Elle n'eut pas l'occasion de terminer sa tirade, interrompue par les lèvres pulpeuses qui s'emparèrent des siennes en un baiser brouillon et elle dut se faire violence pour la repousser et parvenir à plonger son regard dans le sien où brillaient surprise et désir
- Redémarrez, c'est vert, indiqua-t-elle amusée.
Elle attendit que son attention soit détournée par la route pour écarter d'un doigt le tissu et en enfouir deux autres en elle, étouffant un rire dans le creux de son épaule. Une main vint immédiatement immobiliser la sienne.
- Emma...
- Chut, vous ne voudriez pas réveiller Henry, n'est ce pas ?
Elle ne fut pas lâchée pour autant et dut se contenter de pouvoir courber ses doigts en elle. Ce fut elle qui gémit dans une ligne droite lorsque la brune sembla capituler, sa tête se renversant brièvement contre l'appui en cuir, la main tenant toujours son poignet resserrant son emprise pour lui imprimer un mouvement de vas et viens qu'elle garda lent
La main qui tenait le volant tremblait autant que ses jambes lorsqu'elle s'arrêta dans le garage en dessous du manoir et Emma n'attendit même pas qu'elle coupe le moteur pour l'atirrer un peu plus à elle. Regina la lâcha, préférant visiblement passer deux bras autour de son cou dans l'espoir de se rapprocher d'elle.
La Sauveuse eut le temps de voir quelque chose qui ressemblait à un mélange d'affection et de desesperation dans son regard avant de renoncer à attendre une minute de plus pour la faire jouir, profitant de sa liberté nouvelle pour augmenter la force et l'allure de ses mouvement. Le corps de la brune se cambra violemment contre le sien et elle parvint à ignorer la douleur des muscles qui enserrent ses doigts uniquement grâce à celle que provoquèrent les ongles de la sorcière dans ses cheveux. Elle continuèrent à s'embrasser un long moment jusqu'à ce que leur baiser perde en violence pour se transformer en quelque chose de plus doux qui les fit à nouveau s'éloigner.
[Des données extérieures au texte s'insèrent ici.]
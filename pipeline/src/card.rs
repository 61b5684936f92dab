//! The [`Card`] trait: one stage in a [`Pipeline`](crate::pipeline::Pipeline).

use crate::buffer::Buffer;
use crate::control_bus::ControlBus;
use crate::key::KeyEvent;
use crate::refresh::RefreshNotifier;

/// One stage of the render pipeline.
///
/// Default implementations are no-ops so a card only overrides the methods
/// it actually needs — the same shape as [`vte_core::Actor`], where a
/// consumer specializes a handful of methods out of a much larger trait.
pub trait Card: Send {
    /// Starts any background work (timers, animation tickers) the card
    /// needs. Called once when the pipeline starts; must not block.
    fn run(&mut self) -> Result<(), Box<dyn std::error::Error + Send + Sync>> {
        Ok(())
    }

    /// Cancels background work started by [`run`](Card::run). Must return
    /// promptly; the pipeline joins all card tasks before considering
    /// itself stopped.
    fn stop(&mut self) {}

    /// Notifies the card that the viewport changed size.
    fn resize(&mut self, _cols: usize, _rows: usize) {}

    /// The core transform: takes the prior card's buffer (or an empty one,
    /// for the first card) and returns a buffer of the same dimensions.
    fn render(&mut self, input: Buffer) -> Buffer;

    /// Offered every key event the pipeline's control function did not
    /// consume. Cards do not report consumption themselves — per-card
    /// consumption is the control function's job; every live card sees the
    /// event.
    fn handle_key(&mut self, _event: &KeyEvent) {}

    /// Gives the card a way to request a new frame asynchronously, e.g.
    /// after a timer-driven animation tick or an effect becoming active.
    fn set_refresh_notifier(&mut self, _sink: RefreshNotifier) {}

    /// Publishes this card's named triggers on the pipeline's control bus.
    /// Called once, during [`Pipeline::push_card`](crate::pipeline::Pipeline::push_card).
    fn register_controls(&mut self, _bus: &ControlBus) {}

    /// Short diagnostic name used in logs and [`PipelineError`](crate::error::PipelineError).
    fn label(&self) -> &'static str {
        "card"
    }
}
impl Params {
    fn get(&self) -> Vec<CsiParam> {
        self.items[..self.idx].to_vec()
    }

    fn get_integers(&self) -> Vec<i64> {
        self.items[..self.idx]
            .iter()
            .map(|param| {
                if let CsiParam::Integer(val) = param {
                    *val
                } else {
                    0
                }
            })
            .collect()
    }

    fn push(&mut self, param: CsiParam) {
        if self.idx >= MAX_PARAMS {
            self.full = true;
            return;
        }

        self.items[self.idx] = param;
        self.idx += 1;
    }

    fn finish(&mut self) {
        if let Some(val) = self.current.take() {
            self.push(val);
        }
    }

    fn clear(&mut self) {
        self.current.take();
        self.full = false;
        self.idx = 0;
        self.items = [CsiParam::default(); MAX_PARAMS];
    }
}

#[derive(Debug, Default)]
struct OscState {
    buffer: Vec<u8>,
    params: [usize; MAX_OSC_PARAMS],
    idx: usize,
    full: bool,
}

impl OscState {
    fn put(&mut self, param: char) {
        if param == ';' {
            match self.idx {
                MAX_OSC_PARAMS => {
                    self.full = true;
                }
                num => {
                    self.params[num.saturating_sub(1)] = self.buffer.len();
                    self.idx += 1;
                }
            }

            return;
        }

        if self.full {
            return;
        }

        let mut tmp = [0u8; 4];
        let bytes = param.encode_utf8(&mut tmp).as_bytes();
        self.buffer.extend_from_slice(bytes);

        if self.idx == 0 {
            self.idx = 1;
        }
    }

    fn clear(&mut self) {
        self.buffer.clear();
        self.idx = 0;
        self.full = false;
        self.params = Default::default();
    }
}
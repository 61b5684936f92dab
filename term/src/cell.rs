//! The styled character cell.

use bitflags::bitflags;

use crate::color::Color;

bitflags! {
    /// Text attributes settable through SGR.
    #[derive(Debug, Clone, Copy, PartialEq, Eq, Default, Hash)]
    pub struct Attrs: u8 {
        const BOLD      = 1 << 0;
        const UNDERLINE = 1 << 1;
        const REVERSE   = 1 << 2;
        const BLINK     = 1 << 3;
        const DIM       = 1 << 4;
        const ITALIC    = 1 << 5;
    }
}

/// A single grid cell: a rune plus the style it was placed with.
///
/// `rune == '\0'` marks an unwritten cell. Overlay compositing in the render
/// pipeline treats those as transparent; an explicit space is a real cell.
#[derive(Clone, Copy, Debug, PartialEq, Eq)]
pub struct Cell {
    pub rune: char,
    pub fg: Color,
    pub bg: Color,
    pub attrs: Attrs,
}

impl Default for Cell {
    fn default() -> Self {
        cell_default()
    }
}

/// The cell every grid position starts life as: a space with default colors
/// and no attributes.
pub fn cell_default() -> Cell {
    Cell {
        rune: ' ',
        fg: Color::Default,
        bg: Color::Default,
        attrs: Attrs::empty(),
    }
}

impl Cell {
    /// A cleared/unwritten cell, transparent to overlay compositing.
    pub fn blank() -> Cell {
        Cell {
            rune: '\0',
            ..cell_default()
        }
    }

    pub fn is_transparent(&self) -> bool {
        self.rune == '\0'
    }
}
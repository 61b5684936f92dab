//! Virtual terminal state machine: grid(s), cursor, margins, modes and SGR
//! state driven by a [`vte_core::Parser`] through the [`vte_core::Actor`]
//! trait.
//!
//! This crate has no I/O of its own. A host reads bytes off whatever source
//! it likes (a PTY, a test fixture, a recorded session) and feeds them to a
//! [`Parser`](vte_core::Parser) wired to a [`VTerm`]; the `VTerm` exposes the
//! resulting grid and cursor for a renderer to read.

pub mod cell;
pub mod color;
pub mod config;
pub mod cursor;
pub mod grid;
pub mod margins;
pub mod mode;
pub mod tabs;
pub mod vterm;

pub use cell::{cell_default, Attrs, Cell};
pub use color::{blend, hsv_to_rgb, Color};
pub use config::VTermConfig;
pub use cursor::{Cursor, SavedCursor};
pub use grid::{Grid, Line, ScrollbackHistory};
pub use margins::Margins;
pub use mode::Modes;
pub use tabs::TabStops;
pub use vterm::VTerm;
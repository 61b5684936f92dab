//! Cursor position and the state DECSC/DECRC snapshot.

use crate::cell::Attrs;
use crate::color::Color;

#[derive(Clone, Copy, Debug, PartialEq, Eq)]
pub struct Cursor {
    pub x: usize,
    pub y: usize,
    pub visible: bool,
    /// Right-edge latch: set once a printable lands at the last column with
    /// autowrap enabled. The next printable consumes it instead of the
    /// column it names.
    pub wrap_next: bool,
}

impl Default for Cursor {
    fn default() -> Self {
        Self {
            x: 0,
            y: 0,
            visible: true,
            wrap_next: false,
        }
    }
}

/// Snapshot taken by DECSC (`ESC 7`) and restored by DECRC (`ESC 8`).
///
/// Main and alternate screens each keep their own; `VTerm` holds one per
/// screen and never shares them.
#[derive(Clone, Copy, Debug, PartialEq, Eq)]
pub struct SavedCursor {
    pub x: usize,
    pub y: usize,
    pub fg: Color,
    pub bg: Color,
    pub attrs: Attrs,
    pub origin_mode: bool,
}

impl SavedCursor {
    /// The snapshot DECRC reads when no DECSC has run yet: home position
    /// with origin mode cleared.
    pub fn home() -> Self {
        Self {
            x: 0,
            y: 0,
            fg: Color::Default,
            bg: Color::Default,
            attrs: Attrs::empty(),
            origin_mode: false,
        }
    }
}

impl Default for SavedCursor {
    fn default() -> Self {
        Self::home()
    }
}
//! Cell-buffer render pipeline: an ordered chain of [`Card`]s sharing a
//! [`ControlBus`] and a refresh channel, plus a reference set of effect
//! cards built on top of it.
//!
//! This crate has no knowledge of a display backend. A host builds a
//! [`Pipeline`], pushes a [`base::VTermCard`] wrapping its [`term_core::VTerm`]
//! followed by whatever effect cards it wants, then calls [`Pipeline::render`]
//! once per frame and blits the resulting [`Buffer`] itself.

pub mod base;
pub mod buffer;
pub mod card;
pub mod control_bus;
pub mod effects;
pub mod error;
pub mod key;
pub mod pipeline;
pub mod refresh;

pub use base::{SharedVTerm, VTermCard};
pub use buffer::Buffer;
pub use card::Card;
pub use control_bus::{ControlBus, ControlBusError};
pub use error::PipelineError;
pub use key::{KeyCode, KeyEvent, Modifiers};
pub use pipeline::Pipeline;
pub use refresh::{refresh_channel, RefreshListener, RefreshNotifier};
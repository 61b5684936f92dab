//! Minimal keyboard event shape forwarded into the pipeline.
//!
//! Translating raw input-driver events (termbox/tcell-style key codes,
//! modifier handling) into this shape is a host concern; the pipeline only
//! needs enough structure to route a key to its optional control function
//! and then to every card.

/// A single physical or synthesized key.
#[derive(Clone, Copy, Debug, PartialEq, Eq, Hash)]
pub enum KeyCode {
    Char(char),
    Enter,
    Escape,
    Backspace,
    Tab,
    Up,
    Down,
    Left,
    Right,
    Home,
    End,
    PageUp,
    PageDown,
    Function(u8),
}

bitflags::bitflags! {
    #[derive(Debug, Clone, Copy, PartialEq, Eq, Default, Hash)]
    pub struct Modifiers: u8 {
        const SHIFT = 1 << 0;
        const CTRL  = 1 << 1;
        const ALT   = 1 << 2;
        const SUPER = 1 << 3;
    }
}

#[derive(Clone, Copy, Debug, PartialEq, Eq)]
pub struct KeyEvent {
    pub code: KeyCode,
    pub modifiers: Modifiers,
}

impl KeyEvent {
    pub fn new(code: KeyCode, modifiers: Modifiers) -> Self {
        Self { code, modifiers }
    }

    pub fn plain(code: KeyCode) -> Self {
        Self::new(code, Modifiers::empty())
    }
}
- Bravo, salua-t-elle lorsqu'elle se laissa retomber contre le siège de sa voiture.
- Vous doutiez de moi Emma ? Répondit-elle en ayant apparemment compris qu'elle la félicitait d'avoir réussi à rester silencieuse
- J'adore quand vous m'appelez comme ça... Pourquoi est-ce que vous ne le faites pas plus souvent ?
- Vous appeler Emma ?
- Hum, confirma-t-elle en un gémissement les doigts dans la bouche.
Regina ne répondit pas immédiatement, l'observant lécher les derniers vestiges de l'orgasme qu'elle venait de lui donner.
- J'aime les occasions spéciales, finit-elle par expliquer
- Est-ce que j'y aurais droit ce soir ?
- Je ne sais pas, pour l'instant c'est mon prénom que je compte entendre crié.
- Ça me va, accepta-t-elle en retirant elle même les clefs du compteur.